Segment Start: Source material
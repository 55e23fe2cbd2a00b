// Copyright 2026 Sift Authors
//
// Licensed under the Apache License, Version 2.0 (the "License");
// you may not use this file except in compliance with the License.
// You may obtain a copy of the License at
//
//     http://www.apache.org/licenses/LICENSE-2.0
//
// Unless required by applicable law or agreed to in writing, software
// distributed under the License is distributed on an "AS IS" BASIS,
// WITHOUT WARRANTIES OR CONDITIONS OF ANY KIND, either express or implied.
// See the License for the specific language governing permissions and
// limitations under the License.

use std::path::Path;
use std::path::PathBuf;
use std::time::Duration;

use anyhow::Context;
use anyhow::Result;
use serde::Deserialize;
use serde::Serialize;
use url::Url;

const DEFAULT_ORIGIN: &str = "http://localhost:5000";
const DEFAULT_TOP_K_CHOICES: [u32; 4] = [3, 5, 10, 20];
const DEFAULT_TIMEOUT_SECS: u64 = 30;

#[derive(Debug, Clone, Serialize, Deserialize)]
#[serde(default)]
pub struct Config {
    pub origin: String,
    pub top_k: u32,
    pub top_k_choices: Vec<u32>,
    pub timeout_secs: u64,
}

impl Default for Config {
    fn default() -> Self {
        Self {
            origin: DEFAULT_ORIGIN.to_string(),
            top_k: DEFAULT_TOP_K_CHOICES[0],
            top_k_choices: DEFAULT_TOP_K_CHOICES.to_vec(),
            timeout_secs: DEFAULT_TIMEOUT_SECS,
        }
    }
}

impl Config {
    pub fn timeout(&self) -> Duration {
        Duration::from_secs(self.timeout_secs)
    }

    pub fn endpoints(&self) -> Result<Endpoints> {
        Endpoints::from_origin(&self.origin)
    }

    fn sanitize(&mut self) {
        self.top_k_choices.retain(|k| *k > 0);
        if self.top_k_choices.is_empty() {
            self.top_k_choices = DEFAULT_TOP_K_CHOICES.to_vec();
        }
        if !self.top_k_choices.contains(&self.top_k) {
            self.top_k = self.top_k_choices[0];
        }
        if self.timeout_secs == 0 {
            self.timeout_secs = DEFAULT_TIMEOUT_SECS;
        }
    }
}

/// Service URLs, all on the same origin.
#[derive(Debug, Clone, PartialEq, Eq)]
pub struct Endpoints {
    pub origin: String,
    pub search: Url,
    pub health: Url,
    pub info: Url,
}

impl Endpoints {
    /// Any path, query or fragment on `origin` is discarded.
    pub fn from_origin(origin: &str) -> Result<Self> {
        let url = Url::parse(origin.trim()).with_context(|| format!("parse origin {origin:?}"))?;
        if !matches!(url.scheme(), "http" | "https") {
            anyhow::bail!("origin must use http or https, got {:?}", url.scheme());
        }
        if url.host_str().is_none() {
            anyhow::bail!("origin {origin:?} has no host");
        }
        let origin = url.origin().ascii_serialization();
        Ok(Self {
            search: url.join("/search").context("build search endpoint")?,
            health: url.join("/health").context("build health endpoint")?,
            info: url.join("/api/info").context("build info endpoint")?,
            origin,
        })
    }
}

fn config_dir() -> Option<PathBuf> {
    if cfg!(target_os = "windows") {
        if let Ok(appdata) = std::env::var("APPDATA") {
            return Some(PathBuf::from(appdata));
        }
        if let Ok(profile) = std::env::var("USERPROFILE") {
            return Some(PathBuf::from(profile).join("AppData").join("Roaming"));
        }
        return None;
    }

    if cfg!(target_os = "macos") {
        let home = std::env::var("HOME").ok()?;
        return Some(
            PathBuf::from(home)
                .join("Library")
                .join("Application Support"),
        );
    }

    if let Ok(xdg) = std::env::var("XDG_CONFIG_HOME") {
        return Some(PathBuf::from(xdg));
    }
    let home = std::env::var("HOME").ok()?;
    Some(PathBuf::from(home).join(".config"))
}

pub fn global_config_path() -> Option<PathBuf> {
    config_dir().map(|dir| dir.join("sift").join("sift.toml"))
}

pub fn load_global_config() -> Result<Config> {
    let Some(path) = global_config_path() else {
        return Ok(Config::default());
    };
    if !path.exists() {
        return Ok(Config::default());
    }
    read_config(&path)
}

/// Loads the global config and applies a command-line origin override.
pub fn load_with_origin(origin: Option<String>) -> Result<Config> {
    let mut config = load_global_config()?;
    if let Some(origin) = origin {
        config.origin = origin;
    }
    Ok(config)
}

pub fn read_config(path: &Path) -> Result<Config> {
    let text = std::fs::read_to_string(path).with_context(|| format!("read {}", path.display()))?;
    let mut config: Config = toml::from_str(&text).context("parse sift.toml")?;
    config.sanitize();
    Ok(config)
}

pub fn write_config(path: &Path, config: &Config) -> Result<()> {
    if let Some(parent) = path.parent() {
        std::fs::create_dir_all(parent)
            .with_context(|| format!("create dir {}", parent.display()))?;
    }
    let text = toml::to_string_pretty(config).context("serialize config")?;
    std::fs::write(path, text).with_context(|| format!("write {}", path.display()))?;
    Ok(())
}
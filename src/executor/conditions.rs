/// Condition evaluation for Filter and the Pivot pre-filter
///
/// Supports: equals, notEquals (string-compared), greaterThan, lessThan,
/// greaterOrEqual, lessOrEqual (numeric-coerced), contains, startsWith, endsWith
/// (string-compared), isNull, isNotNull; combined with AND or OR.

use std::cmp::Ordering;
use crate::types::{FilterCondition, FilterConfig, FilterLogic, FilterOperator, Row, Table, Value};

pub struct ConditionEvaluator;

impl ConditionEvaluator {
    /// Keep the rows satisfying the combined predicate, in original order.
    #[must_use]
    pub fn filter(table: &Table, config: &FilterConfig) -> Table {
        let rows = table
            .rows
            .iter()
            .filter(|row| Self::evaluate_all(row, &config.conditions, config.logic))
            .cloned()
            .collect();
        table.derive_from(table.columns.clone(), rows)
    }

    /// Combine conditions with `logic`. An empty list accepts every row.
    #[must_use]
    pub fn evaluate_all(row: &Row, conditions: &[FilterCondition], logic: FilterLogic) -> bool {
        if conditions.is_empty() {
            return true;
        }
        match logic {
            FilterLogic::And => conditions.iter().all(|c| Self::evaluate(row, c)),
            FilterLogic::Or => conditions.iter().any(|c| Self::evaluate(row, c)),
        }
    }

    /// Evaluate one condition against a row. Columns the row lacks read as null.
    #[must_use]
    pub fn evaluate(row: &Row, condition: &FilterCondition) -> bool {
        let cell = row.get(&condition.column);
        let target = &condition.value;
        match condition.operator {
            FilterOperator::Equals => Self::string_equals(cell, target),
            FilterOperator::NotEquals => !Self::string_equals(cell, target),
            FilterOperator::GreaterThan => Self::compare_numbers(cell, target) == Some(Ordering::Greater),
            FilterOperator::LessThan => Self::compare_numbers(cell, target) == Some(Ordering::Less),
            FilterOperator::GreaterOrEqual => matches!(
                Self::compare_numbers(cell, target),
                Some(Ordering::Greater | Ordering::Equal)
            ),
            FilterOperator::LessOrEqual => matches!(
                Self::compare_numbers(cell, target),
                Some(Ordering::Less | Ordering::Equal)
            ),
            FilterOperator::Contains => {
                Self::match_text(cell, target, |text, needle| text.contains(needle))
            }
            FilterOperator::StartsWith => {
                Self::match_text(cell, target, |text, needle| text.starts_with(needle))
            }
            FilterOperator::EndsWith => {
                Self::match_text(cell, target, |text, needle| text.ends_with(needle))
            }
            FilterOperator::IsNull => cell.is_null(),
            FilterOperator::IsNotNull => !cell.is_null(),
        }
    }

    /// Equality on display strings; null only equals null
    fn string_equals(cell: &Value, target: &Value) -> bool {
        match (cell.is_null(), target.is_null()) {
            (true, true) => true,
            (false, false) => cell.to_string() == target.to_string(),
            _ => false,
        }
    }

    /// Numeric ordering after coercion; `None` when either side is not a number
    fn compare_numbers(cell: &Value, target: &Value) -> Option<Ordering> {
        let a = cell.as_number()?;
        let b = target.as_number()?;
        a.partial_cmp(&b)
    }

    fn match_text(cell: &Value, target: &Value, pred: impl Fn(&str, &str) -> bool) -> bool {
        if cell.is_null() {
            return false;
        }
        pred(&cell.to_string(), &target.to_string())
    }
}

#[cfg(test)]
mod tests {
    use super::*;

    fn create_test_row() -> Row {
        Row::from_pairs([
            ("id", Value::Integer(1)),
            ("name", Value::from("Alice")),
            ("age", Value::Integer(30)),
            ("score", Value::from("87.5")),
            ("note", Value::Null),
        ])
    }

    fn cond(column: &str, operator: FilterOperator, value: impl Into<Value>) -> FilterCondition {
        FilterCondition::new(column, operator, value)
    }

    #[test]
    fn test_equals_condition() {
        let row = create_test_row();
        assert!(ConditionEvaluator::evaluate(&row, &cond("name", FilterOperator::Equals, "Alice")));
        assert!(!ConditionEvaluator::evaluate(&row, &cond("name", FilterOperator::Equals, "Bob")));
        // string-compared: number cell vs text target
        assert!(ConditionEvaluator::evaluate(&row, &cond("age", FilterOperator::Equals, "30")));
    }

    #[test]
    fn test_not_equals_condition() {
        let row = create_test_row();
        assert!(ConditionEvaluator::evaluate(&row, &cond("age", FilterOperator::NotEquals, 25)));
        assert!(!ConditionEvaluator::evaluate(&row, &cond("age", FilterOperator::NotEquals, 30)));
    }

    #[test]
    fn test_null_equality() {
        let row = create_test_row();
        assert!(ConditionEvaluator::evaluate(&row, &cond("note", FilterOperator::Equals, Value::Null)));
        assert!(!ConditionEvaluator::evaluate(&row, &cond("note", FilterOperator::Equals, "")));
        assert!(!ConditionEvaluator::evaluate(&row, &cond("name", FilterOperator::Equals, Value::Null)));
    }

    #[test]
    fn test_numeric_comparisons_coerce_text() {
        let row = create_test_row();
        assert!(ConditionEvaluator::evaluate(&row, &cond("score", FilterOperator::GreaterThan, 80)));
        assert!(ConditionEvaluator::evaluate(&row, &cond("score", FilterOperator::LessThan, "90")));
        assert!(ConditionEvaluator::evaluate(&row, &cond("age", FilterOperator::GreaterOrEqual, 30)));
        assert!(ConditionEvaluator::evaluate(&row, &cond("age", FilterOperator::LessOrEqual, 30)));
        assert!(!ConditionEvaluator::evaluate(&row, &cond("age", FilterOperator::GreaterThan, 35)));
    }

    #[test]
    fn test_numeric_comparison_with_non_number_is_false() {
        let row = create_test_row();
        assert!(!ConditionEvaluator::evaluate(&row, &cond("name", FilterOperator::GreaterThan, 1)));
        assert!(!ConditionEvaluator::evaluate(&row, &cond("name", FilterOperator::LessThan, 1)));
        assert!(!ConditionEvaluator::evaluate(&row, &cond("note", FilterOperator::LessOrEqual, 1)));
    }

    #[test]
    fn test_string_operators() {
        let row = create_test_row();
        assert!(ConditionEvaluator::evaluate(&row, &cond("name", FilterOperator::Contains, "lic")));
        assert!(ConditionEvaluator::evaluate(&row, &cond("name", FilterOperator::StartsWith, "Al")));
        assert!(ConditionEvaluator::evaluate(&row, &cond("name", FilterOperator::EndsWith, "ce")));
        assert!(!ConditionEvaluator::evaluate(&row, &cond("name", FilterOperator::StartsWith, "al")));
        assert!(!ConditionEvaluator::evaluate(&row, &cond("note", FilterOperator::Contains, "")));
    }

    #[test]
    fn test_is_null_and_unknown_column() {
        let row = create_test_row();
        assert!(ConditionEvaluator::evaluate(&row, &cond("note", FilterOperator::IsNull, Value::Null)));
        assert!(ConditionEvaluator::evaluate(&row, &cond("missing", FilterOperator::IsNull, Value::Null)));
        assert!(ConditionEvaluator::evaluate(&row, &cond("name", FilterOperator::IsNotNull, Value::Null)));
    }

    #[test]
    fn test_and_or_logic() {
        let row = create_test_row();
        let conditions = vec![
            cond("name", FilterOperator::Equals, "Bob"),
            cond("age", FilterOperator::GreaterThan, 25),
        ];
        assert!(!ConditionEvaluator::evaluate_all(&row, &conditions, FilterLogic::And));
        assert!(ConditionEvaluator::evaluate_all(&row, &conditions, FilterLogic::Or));
        assert!(ConditionEvaluator::evaluate_all(&row, &[], FilterLogic::Or));
    }

    #[test]
    fn test_filter_preserves_order() {
        let rows: Vec<Row> = (1..=6)
            .map(|i| Row::from_pairs([("n", Value::Integer(i))]))
            .collect();
        let table = Table::new("numbers", vec!["n".to_string()], rows);
        let config = FilterConfig {
            conditions: vec![
                cond("n", FilterOperator::LessThan, 3),
                cond("n", FilterOperator::GreaterThan, 4),
            ],
            logic: FilterLogic::Or,
        };
        let out = ConditionEvaluator::filter(&table, &config);
        let ns: Vec<&Value> = out.rows.iter().map(|r| r.get("n")).collect();
        assert_eq!(ns, vec![&Value::Integer(1), &Value::Integer(2), &Value::Integer(5), &Value::Integer(6)]);
        assert_eq!(out.row_count(), 4);
        assert_eq!(table.row_count(), 6);
    }
}
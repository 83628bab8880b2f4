use std::collections::HashMap;
use std::fs;
use std::path::{Path, PathBuf};
use clap::{Parser, Subcommand};
use comfy_table::{Cell, Table as ComfyTable, presets::UTF8_FULL};
use insightease::engine::EngineSelector;
use insightease::executor::{ChainProgress, ChainRunner};
use insightease::ingest::parse_file;
use insightease::profile::{cached_report, report};
use insightease::storage::LocalStore;
use insightease::types::{InsightError, Operation, OperationChain, Table, TableSource};
use insightease::InsightConfig;
use tokio::sync::mpsc;
use tracing::{info, warn};
use tracing_subscriber::EnvFilter;

const PREVIEW_ROWS: usize = 20;

/// InsightEase command line front-end
#[derive(Parser, Debug)]
#[command(name = "insightease")]
#[command(about = "Run operation chains over CSV/JSON files and manage the local store", long_about = None)]
struct Args {
    /// Config file (default: /etc/insightease/insightease.toml, then ./insightease.toml)
    #[arg(short = 'c', long, global = true)]
    config: Option<PathBuf>,

    /// Local store directory
    #[arg(short = 'd', long, global = true, env = "INSIGHTEASE_DATA_DIR")]
    data_dir: Option<PathBuf>,

    /// Log level (error, warn, info, debug, trace)
    #[arg(long, global = true, env = "INSIGHTEASE_LOG_LEVEL")]
    log_level: Option<String>,

    #[command(subcommand)]
    command: Command,
}

#[derive(Subcommand, Debug)]
enum Command {
    /// Show which engine a chain would run on
    Decide {
        /// CSV or JSON input file
        input: PathBuf,
        /// Chain file: an operation chain or a JSON array of operations
        chain: PathBuf,
    },
    /// Execute a chain in-process, whatever engine the selector suggests
    Run {
        input: PathBuf,
        chain: PathBuf,
        /// Extra tables for joins, as NAME=FILE
        #[arg(short = 't', long = "table", value_name = "NAME=FILE")]
        tables: Vec<String>,
        /// Save the result into the dataset store
        #[arg(long)]
        save: bool,
        /// Tags attached to the saved dataset
        #[arg(long = "tag")]
        tags: Vec<String>,
        /// Write the result table as JSON
        #[arg(short = 'o', long)]
        output: Option<PathBuf>,
    },
    /// Column statistics and quality score, cached for cache_ttl_minutes
    Profile {
        input: PathBuf,
        /// Profile the file without reading or filling the cache
        #[arg(long)]
        no_cache: bool,
    },
    /// Stored datasets
    Datasets {
        #[command(subcommand)]
        action: DatasetAction,
    },
    /// Saved operation chains
    Chains {
        #[command(subcommand)]
        action: ChainAction,
    },
    /// API response cache
    Cache {
        #[command(subcommand)]
        action: CacheAction,
    },
}

#[derive(Subcommand, Debug)]
enum DatasetAction {
    List,
    /// Remove datasets not accessed recently
    Cleanup {
        /// Overrides dataset_max_age_days from the config
        #[arg(long)]
        max_age_days: Option<u32>,
    },
}

#[derive(Subcommand, Debug)]
enum ChainAction {
    List,
    Save { file: PathBuf },
    Delete { id: String },
}

#[derive(Subcommand, Debug)]
enum CacheAction {
    Stats,
    Cleanup,
    Clear,
}

fn init_logging(level: &str) {
    let filter = EnvFilter::try_from_default_env()
        .or_else(|_| EnvFilter::try_new(format!("insightease={level}")))
        .unwrap_or_else(|_| EnvFilter::new("info"));

    tracing_subscriber::fmt()
        .with_env_filter(filter)
        .with_target(false)
        .with_writer(std::io::stderr)
        .init();
}

/// Accepts a full chain document or a bare array of operations.
fn load_chain(path: &Path) -> Result<OperationChain, InsightError> {
    let text = fs::read_to_string(path)?;
    if let Ok(chain) = serde_json::from_str::<OperationChain>(&text) {
        return Ok(chain);
    }
    let operations: Vec<Operation> = serde_json::from_str(&text)?;
    let name = path
        .file_stem()
        .map_or_else(|| "chain".to_string(), |s| s.to_string_lossy().into_owned());
    Ok(OperationChain::with_operations(name, operations))
}

fn load_tables(specs: &[String]) -> Result<HashMap<String, Table>, InsightError> {
    specs
        .iter()
        .map(|spec| {
            let (name, path) = spec
                .split_once('=')
                .ok_or_else(|| InsightError::InvalidOperation(format!("expected NAME=FILE, got '{spec}'")))?;
            Ok((name.to_string(), parse_file(path)?))
        })
        .collect()
}

fn print_table(table: &Table) {
    let mut out = ComfyTable::new();
    out.load_preset(UTF8_FULL);
    out.set_header(table.columns.iter().map(Cell::new));
    for row in table.rows.iter().take(PREVIEW_ROWS) {
        out.add_row(table.columns.iter().map(|c| Cell::new(row.get(c))));
    }
    println!("{out}");
    if table.row_count() > PREVIEW_ROWS {
        println!("({} of {} rows shown)", PREVIEW_ROWS, table.row_count());
    } else {
        println!("({} rows)", table.row_count());
    }
}

async fn run_chain(
    runner: ChainRunner,
    input: Table,
    chain: OperationChain,
    tables: HashMap<String, Table>,
) -> Result<Table, InsightError> {
    let (tx, mut rx) = mpsc::unbounded_channel::<ChainProgress>();
    let runner = runner.with_progress(tx);
    let token = runner.cancellation_token();

    let printer = tokio::spawn(async move {
        while let Some(progress) = rx.recv().await {
            eprintln!(
                "[{}/{}] {} -> {} rows",
                progress.step + 1,
                progress.total,
                progress.operation_name,
                progress.row_count
            );
        }
    });

    tokio::spawn(async move {
        if tokio::signal::ctrl_c().await.is_ok() {
            token.cancel();
        }
    });

    let handle = tokio::task::spawn_blocking(move || {
        let decision = runner.selector().choose_for_chain(&input, &chain.operations);
        if decision.is_escalated() {
            warn!(reason = %decision.reason, "no analytical backend in the CLI, running in-process");
        }
        let table = runner.run_in_process(&input, &chain.operations, &tables)?;
        info!(estimate = %decision.estimated_time(), rows = table.row_count(), "chain finished");
        Ok::<_, InsightError>(table)
    });
    let result = handle
        .await
        .map_err(|e| InsightError::InvalidOperation(format!("chain task failed: {e}")))?;

    // the sender is dropped with the runner, so the printer drains and exits
    let _ = printer.await;
    result
}

async fn execute(args: Args, config: InsightConfig) -> Result<(), InsightError> {
    let selector = EngineSelector::new(config.engine);

    match args.command {
        Command::Decide { input, chain } => {
            let table = parse_file(&input)?;
            let chain = load_chain(&chain)?;
            let decision = selector.choose_for_chain(&table, &chain.operations);
            println!("{}", serde_json::to_string_pretty(&decision)?);
        }
        Command::Run { input, chain, tables, save, tags, output } => {
            let table = parse_file(&input)?;
            let chain = load_chain(&chain)?;
            let tables = load_tables(&tables)?;
            let result = run_chain(ChainRunner::new(selector), table, chain, tables).await?;

            print_table(&result);
            if let Some(path) = output {
                fs::write(&path, serde_json::to_string_pretty(&result)?)?;
                println!("Wrote {}", path.display());
            }
            if save {
                let store = LocalStore::open(&config.data_dir)?;
                let stored = store.datasets().save_with_tags(&result, TableSource::Derived, tags)?;
                println!("Saved dataset {} (version {})", stored.id, stored.version);
            }
        }
        Command::Profile { input, no_cache } => {
            let profile = if no_cache {
                report(&parse_file(&input)?)
            } else {
                let cache = LocalStore::open(&config.data_dir)?.api_cache();
                cached_report(&cache, &input, config.cache_ttl_minutes)?
            };
            println!("{}", serde_json::to_string_pretty(&profile.statistics)?);
            println!("Quality score: {}/100", profile.quality_score);
        }
        Command::Datasets { action } => {
            let store = LocalStore::open(&config.data_dir)?;
            match action {
                DatasetAction::List => {
                    let mut out = ComfyTable::new();
                    out.load_preset(UTF8_FULL);
                    out.set_header(["id", "name", "rows", "cols", "size", "compressed", "tags", "accessed"]);
                    for d in store.datasets().list_metadata()? {
                        out.add_row([
                            d.id,
                            d.metadata.name,
                            d.metadata.row_count.to_string(),
                            d.metadata.col_count.to_string(),
                            d.metadata.size.to_string(),
                            d.metadata.compressed_size.to_string(),
                            d.metadata.tags.join(","),
                            d.last_accessed_at.to_rfc3339(),
                        ]);
                    }
                    println!("{out}");
                }
                DatasetAction::Cleanup { max_age_days } => {
                    let days = max_age_days.unwrap_or(config.dataset_max_age_days);
                    let removed = store.datasets().cleanup(days)?;
                    println!("Removed {removed} dataset(s) not accessed in {days} day(s)");
                }
            }
        }
        Command::Chains { action } => {
            let store = LocalStore::open(&config.data_dir)?;
            match action {
                ChainAction::List => {
                    let mut out = ComfyTable::new();
                    out.load_preset(UTF8_FULL);
                    out.set_header(["id", "name", "steps", "updated"]);
                    for chain in store.chains().list()? {
                        out.add_row([chain.id.clone(), chain.name.clone(), chain.len().to_string(), chain.updated_at.to_rfc3339()]);
                    }
                    println!("{out}");
                }
                ChainAction::Save { file } => {
                    let chain = load_chain(&file)?;
                    store.chains().save(&chain)?;
                    println!("Saved chain {} ({})", chain.name, chain.id);
                }
                ChainAction::Delete { id } => {
                    if store.chains().delete(&id)? {
                        println!("Deleted chain {id}");
                    } else {
                        println!("No chain with id {id}");
                    }
                }
            }
        }
        Command::Cache { action } => {
            let cache = LocalStore::open(&config.data_dir)?.api_cache();
            match action {
                CacheAction::Stats => println!("{}", serde_json::to_string_pretty(&cache.stats()?)?),
                CacheAction::Cleanup => println!("Removed {} expired entries", cache.cleanup()?),
                CacheAction::Clear => println!("Removed {} entries", cache.clear()?),
            }
        }
    }
    Ok(())
}

#[tokio::main]
async fn main() {
    let args = Args::parse();

    let mut config = match InsightConfig::load(args.config.as_deref()) {
        Ok(config) => config,
        Err(e) => {
            eprintln!("Error: {e}");
            std::process::exit(2);
        }
    };
    // CLI flags override everything
    if let Some(dir) = &args.data_dir {
        config.data_dir.clone_from(dir);
    }
    if let Some(level) = &args.log_level {
        config.log_level.clone_from(level);
    }
    init_logging(&config.log_level);

    if let Err(e) = execute(args, config).await {
        eprintln!("Error: {e}");
        std::process::exit(1);
    }
}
Segment End: Source material
** Exercise goal **
Copy every line from the records that holds the string "struct".

** Exercise result **
pub struct Config {
pub struct Endpoints {
pub struct ConditionEvaluator;
struct Args {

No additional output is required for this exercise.